Professor Máire O'Neill appointed to UK Artificial Intelligence Council
Professor Máire O'Neill has been appointed to a body designed to develop the UK artificial intelligence (AI) sector.
Cybersecurity expert, Professor Máire O'Neill, has been appointed to the UK’s Artificial Intelligence (AI) Council.
Leaders from business, academia and data privacy organisations have joined the independent expert committee, which has been created to help boost growth of AI in the UK, and promote its adoption and ethical use in businesses and organisations across the country.
The news was announced today by the Department for Digital, Culture, Media and Sport & Department for Business, Energy & Industrial Strategy.
Professor O'Neill is Professor of Information Security in the School of Electronics, Electrical Engineering and Computer Science at Queen's; Principal Investigator at the Centre for Secure Information Technologies (CSIT) at Queen's; and Director of the UK Research Institute in Secure Hardware and Embedded Systems (RISE) at CSIT.
Speaking about her appointment Professor O’Neill said: “I am delighted to have been invited to join the AI council by Tabitha Goldstaub, the AI Council Chair, and Dame Wendy Hall, due to my background in cyber security.
“AI has an ever-increasing role to play in cyber security in terms of fraud prevention, threat and vulnerability analysis, and video analytics. At CSIT we have been working in these areas for some time – CSIT is celebrating 10 years of impact this year – and the application of AI in cyber security is a key focus of our future research strategy.

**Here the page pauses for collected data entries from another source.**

//! # mysql-compat
//!
//! MySQL-dialect scalar functions for SQL engines that speak a different
//! dialect. Every function is a pure mapping from already-evaluated
//! [`FieldValue`] arguments to a result, looked up by name in a table that is
//! built once and never mutated.
//!
//! ## Quick Start
//!
//! ```rust
//! use mysql_compat::{FieldValue, FunctionContext, invoke_function};
//!
//! let ctx = FunctionContext::default();
//! let result = invoke_function(
//!     "concat_ws",
//!     &[FieldValue::text(","), FieldValue::text("x"), FieldValue::Null, FieldValue::text("y")],
//!     &ctx,
//! )?;
//! assert_eq!(result, FieldValue::text("x,y"));
//! # Ok::<(), mysql_compat::SqlError>(())
//! ```
//!
//! ## Configuration
//!
//! Session settings (time zone, INET_ATON octet policy, FORMAT precision cap,
//! default TRIM characters) live in [`CompatConfig`] and reach every call
//! through the read-only [`FunctionContext`].

pub mod sql;

pub use sql::config::{CompatConfig, OctetPolicy, PropertyResolver};
pub use sql::error::{SqlError, SqlResult};
pub use sql::execution::expression::catalog;
pub use sql::execution::{
    BuiltinFunctions, Clock, FieldValue, FixedClock, FunctionContext, SystemClock, ValueKind,
    invoke_function,
};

“I am looking forward to my role on the council and working alongside such a diverse group of representatives from industry, academia and the public sector, covering both the technology and ethical considerations of AI.”
Professor O'Neill was the youngest engineering professor in Queen's University history; the youngest Irish Academy of Engineering fellow; and is a former UK Female Inventor of the Year.